▸ BRIEF:
Output the listing exactly, leaving nothing out.

▸ DATA EXTRACTS:

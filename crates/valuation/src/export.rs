//! Textual dump of a `ValueTable`.
//!
//! The format is plain CSV with a `date` column, one column per ticker and a
//! trailing `Total` column. Missing values are written as empty cells, so a
//! dumped table reads back into an identical `ValueTable`.

use crate::error::ValuationError;
use crate::report::ValueTable;
use chrono::NaiveDate;
use core_types::{CoreError, Ticker};
use rust_decimal::Decimal;
use std::io::{Read, Write};
use std::str::FromStr;

pub const DATE_HEADER: &str = "date";
pub const TOTAL_HEADER: &str = "Total";
const DATE_FORMAT: &str = "%Y-%m-%d";

pub fn write_value_table<W: Write>(table: &ValueTable, writer: W) -> Result<(), ValuationError> {
    let mut csv_writer = csv::Writer::from_writer(writer);

    let mut header = vec![DATE_HEADER.to_string()];
    header.extend(table.tickers().iter().map(Ticker::to_string));
    header.push(TOTAL_HEADER.to_string());
    csv_writer.write_record(&header)?;

    for row in table.rows() {
        let mut record = vec![row.date.format(DATE_FORMAT).to_string()];
        record.extend(
            row.values
                .iter()
                .map(|v| v.map(|v| v.to_string()).unwrap_or_default()),
        );
        record.push(row.total.to_string());
        csv_writer.write_record(&record)?;
    }

    csv_writer.flush()?;
    Ok(())
}

pub fn read_value_table<R: Read>(reader: R) -> Result<ValueTable, ValuationError> {
    let mut csv_reader = csv::ReaderBuilder::new().trim(csv::Trim::All).from_reader(reader);

    let headers = csv_reader.headers()?.clone();
    let columns = headers.len();
    if columns < 3
        || &headers[0] != DATE_HEADER
        || &headers[columns - 1] != TOTAL_HEADER
    {
        return Err(ValuationError::MalformedTable {
            line: 1,
            reason: format!(
                "expected header '{DATE_HEADER},<tickers>...,{TOTAL_HEADER}', found '{}'",
                headers.iter().collect::<Vec<_>>().join(",")
            ),
        });
    }

    let tickers = headers
        .iter()
        .skip(1)
        .take(columns - 2)
        .map(Ticker::new)
        .collect::<Result<Vec<_>, _>>()?;
    let mut table = match ValueTable::new(tickers) {
        Err(ValuationError::Core(CoreError::DuplicateTicker(ticker))) => {
            return Err(ValuationError::MalformedTable {
                line: 1,
                reason: format!("ticker column {ticker} appears more than once"),
            });
        }
        table => table?,
    };

    for record in csv_reader.records() {
        let record = record?;
        let line = record.position().map(|p| p.line()).unwrap_or_default();
        let malformed = |reason: String| ValuationError::MalformedTable { line, reason };

        let date = NaiveDate::parse_from_str(&record[0], DATE_FORMAT)
            .map_err(|e| malformed(format!("invalid date '{}': {e}", &record[0])))?;

        let mut values = Vec::with_capacity(columns - 2);
        for cell in record.iter().skip(1).take(columns - 2) {
            values.push(parse_cell(cell).map_err(&malformed)?);
        }
        let total = parse_cell(&record[columns - 1])
            .map_err(&malformed)?
            .ok_or_else(|| malformed("missing total".to_string()))?;

        if !table.push_row(date, values)? {
            return Err(malformed(format!("no asset values on {date}")));
        }
        let computed = table.last().map(|r| r.total).unwrap_or_default();
        if computed != total {
            return Err(malformed(format!(
                "total {total} does not match the sum of asset values {computed}"
            )));
        }
    }

    Ok(table)
}

fn parse_cell(cell: &str) -> Result<Option<Decimal>, String> {
    if cell.is_empty() {
        return Ok(None);
    }
    Decimal::from_str(cell)
        .map(Some)
        .map_err(|e| format!("invalid number '{cell}': {e}"))
}

#[cfg(test)]
mod tests {
    use super::*;
    use crate::engine::compute_valuation;
    use core_types::{Holding, Portfolio, PriceTable};
    use rust_decimal_macros::dec;

    fn sample_table() -> ValueTable {
        let portfolio = Portfolio::from_holdings(vec![
            Holding::parse("AAPL", dec!(10)).unwrap(),
            Holding::parse("MSFT", dec!(5)).unwrap(),
        ])
        .unwrap();
        let mut prices = PriceTable::new(portfolio.tickers()).unwrap();
        let d = |day| NaiveDate::from_ymd_opt(2024, 6, day).unwrap();
        prices.push_row(d(3), vec![Some(dec!(100)), None]).unwrap();
        prices
            .push_row(d(4), vec![Some(dec!(110.25)), Some(dec!(210))])
            .unwrap();
        compute_valuation(&portfolio, &prices).unwrap().values
    }

    #[test]
    fn dump_marks_missing_values_as_empty_cells() {
        let mut buffer = Vec::new();
        write_value_table(&sample_table(), &mut buffer).unwrap();
        let text = String::from_utf8(buffer).unwrap();

        let lines: Vec<&str> = text.lines().collect();
        assert_eq!(lines[0], "date,AAPL,MSFT,Total");
        assert_eq!(lines[1], "2024-06-03,1000,,1000");
        assert_eq!(lines[2], "2024-06-04,1102.50,1050,2152.50");
    }

    #[test]
    fn dump_reads_back_into_the_same_table() {
        let table = sample_table();
        let mut buffer = Vec::new();
        write_value_table(&table, &mut buffer).unwrap();

        let parsed = read_value_table(buffer.as_slice()).unwrap();
        assert_eq!(parsed, table);
    }

    #[test]
    fn inconsistent_total_is_rejected() {
        let text = "date,AAPL,Total\n2024-06-03,1000,999\n";
        let err = read_value_table(text.as_bytes()).unwrap_err();
        assert!(matches!(err, ValuationError::MalformedTable { line: 2, .. }));
    }

    #[test]
    fn duplicate_ticker_columns_are_rejected() {
        let text = "date,AAPL,aapl,Total\n2024-06-03,1000,1000,2000\n";
        let err = read_value_table(text.as_bytes()).unwrap_err();
        match err {
            ValuationError::MalformedTable { line, reason } => {
                assert_eq!(line, 1);
                assert!(reason.contains("AAPL appears more than once"), "{reason}");
            }
            other => panic!("unexpected error: {other}"),
        }
    }

    #[test]
    fn unexpected_header_is_rejected() {
        let text = "day,AAPL,Total\n2024-06-03,1000,1000\n";
        let err = read_value_table(text.as_bytes()).unwrap_err();
        assert!(matches!(err, ValuationError::MalformedTable { line: 1, .. }));
    }
}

▸ EXERCISE SOLUTION:
filename crates/valuation/src/export.rs
//! Textual dump of a `ValueTable`.
//!
//! The format is plain CSV with a `date` column, one column per ticker and a
//! trailing `Total` column. Missing values are written as empty cells, so a
//! dumped table reads back into an identical `ValueTable`.

use crate::error::ValuationError;
use crate::report::ValueTable;
use chrono::NaiveDate;
use core_types::{CoreError, Ticker};
use rust_decimal::Decimal;
use std::io::{Read, Write};
use std::str::FromStr;

pub const DATE_HEADER: &str = "date";
pub const TOTAL_HEADER: &str = "Total";
const DATE_FORMAT: &str = "%Y-%m-%d";

pub fn write_value_table<W: Write>(table: &ValueTable, writer: W) -> Result<(), ValuationError> {
    let mut csv_writer = csv::Writer::from_writer(writer);

    let mut header = vec![DATE_HEADER.to_string()];
    header.extend(table.tickers().iter().map(Ticker::to_string));
    header.push(TOTAL_HEADER.to_string());
    csv_writer.write_record(&header)?;

    for row in table.rows() {
        let mut record = vec![row.date.format(DATE_FORMAT).to_string()];
        record.extend(
            row.values
                .iter()
                .map(|v| v.map(|v| v.to_string()).unwrap_or_default()),
        );
        record.push(row.total.to_string());
        csv_writer.write_record(&record)?;
    }

    csv_writer.flush()?;
    Ok(())
}

pub fn read_value_table<R: Read>(reader: R) -> Result<ValueTable, ValuationError> {
    let mut csv_reader = csv::ReaderBuilder::new().trim(csv::Trim::All).from_reader(reader);

    let headers = csv_reader.headers()?.clone();
    let columns = headers.len();
    if columns < 3
        || &headers[0] != DATE_HEADER
        || &headers[columns - 1] != TOTAL_HEADER
    {
        return Err(ValuationError::MalformedTable {
            line: 1,
            reason: format!(
                "expected header '{DATE_HEADER},<tickers>...,{TOTAL_HEADER}', found '{}'",
                headers.iter().collect::<Vec<_>>().join(",")
            ),
        });
    }

    let tickers = headers
        .iter()
        .skip(1)
        .take(columns - 2)
        .map(Ticker::new)
        .collect::<Result<Vec<_>, _>>()?;
    let mut table = match ValueTable::new(tickers) {
        Err(ValuationError::Core(CoreError::DuplicateTicker(ticker))) => {
            return Err(ValuationError::MalformedTable {
                line: 1,
                reason: format!("ticker column {ticker} appears more than once"),
            });
        }
        table => table?,
    };

    for record in csv_reader.records() {
        let record = record?;
        let line = record.position().map(|p| p.line()).unwrap_or_default();
        let malformed = |reason: String| ValuationError::MalformedTable { line, reason };

        let date = NaiveDate::parse_from_str(&record[0], DATE_FORMAT)
            .map_err(|e| malformed(format!("invalid date '{}': {e}", &record[0])))?;

        let mut values = Vec::with_capacity(columns - 2);
        for cell in record.iter().skip(1).take(columns - 2) {
            values.push(parse_cell(cell).map_err(&malformed)?);
        }
        let total = parse_cell(&record[columns - 1])
            .map_err(&malformed)?
            .ok_or_else(|| malformed("missing total".to_string()))?;

        if !table.push_row(date, values)? {
            return Err(malformed(format!("no asset values on {date}")));
        }
        let computed = table.last().map(|r| r.total).unwrap_or_default();
        if computed != total {
            return Err(malformed(format!(
                "total {total} does not match the sum of asset values {computed}"
            )));
        }
    }

    Ok(table)
}

fn parse_cell(cell: &str) -> Result<Option<Decimal>, String> {
    if cell.is_empty() {
        return Ok(None);
    }
    Decimal::from_str(cell)
        .map(Some)
        .map_err(|e| format!("invalid number '{cell}': {e}"))
}

#[cfg(test)]
mod tests {
    use super::*;
    use crate::engine::compute_valuation;
    use core_types::{Holding, Portfolio, PriceTable};
    use rust_decimal_macros::dec;

    fn sample_table() -> ValueTable {
        let portfolio = Portfolio::from_holdings(vec![
            Holding::parse("AAPL", dec!(10)).unwrap(),
            Holding::parse("MSFT", dec!(5)).unwrap(),
        ])
        .unwrap();
        let mut prices = PriceTable::new(portfolio.tickers()).unwrap();
        let d = |day| NaiveDate::from_ymd_opt(2024, 6, day).unwrap();
        prices.push_row(d(3), vec![Some(dec!(100)), None]).unwrap();
        prices
            .push_row(d(4), vec![Some(dec!(110.25)), Some(dec!(210))])
            .unwrap();
        compute_valuation(&portfolio, &prices).unwrap().values
    }

    #[test]
    fn dump_marks_missing_values_as_empty_cells() {
        let mut buffer = Vec::new();
        write_value_table(&sample_table(), &mut buffer).unwrap();
        let text = String::from_utf8(buffer).unwrap();

        let lines: Vec<&str> = text.lines().collect();
        assert_eq!(lines[0], "date,AAPL,MSFT,Total");
        assert_eq!(lines[1], "2024-06-03,1000,,1000");
        assert_eq!(lines[2], "2024-06-04,1102.50,1050,2152.50");
    }

    #[test]
    fn dump_reads_back_into_the_same_table() {
        let table = sample_table();
        let mut buffer = Vec::new();
        write_value_table(&table, &mut buffer).unwrap();

        let parsed = read_value_table(buffer.as_slice()).unwrap();
        assert_eq!(parsed, table);
    }

    #[test]
    fn inconsistent_total_is_rejected() {
        let text = "date,AAPL,Total\n2024-06-03,1000,999\n";
        let err = read_value_table(text.as_bytes()).unwrap_err();
        assert!(matches!(err, ValuationError::MalformedTable { line: 2, .. }));
    }

    #[test]
    fn duplicate_ticker_columns_are_rejected() {
        let text = "date,AAPL,aapl,Total\n2024-06-03,1000,1000,2000\n";
        let err = read_value_table(text.as_bytes()).unwrap_err();
        match err {
            ValuationError::MalformedTable { line, reason } => {
                assert_eq!(line, 1);
                assert!(reason.contains("AAPL appears more than once"), "{reason}");
            }
            other => panic!("unexpected error: {other}"),
        }
    }

    #[test]
    fn unexpected_header_is_rejected() {
        let text = "day,AAPL,Total\n2024-06-03,1000,1000\n";
        let err = read_value_table(text.as_bytes()).unwrap_err();
        assert!(matches!(err, ValuationError::MalformedTable { line: 1, .. }));
    }
}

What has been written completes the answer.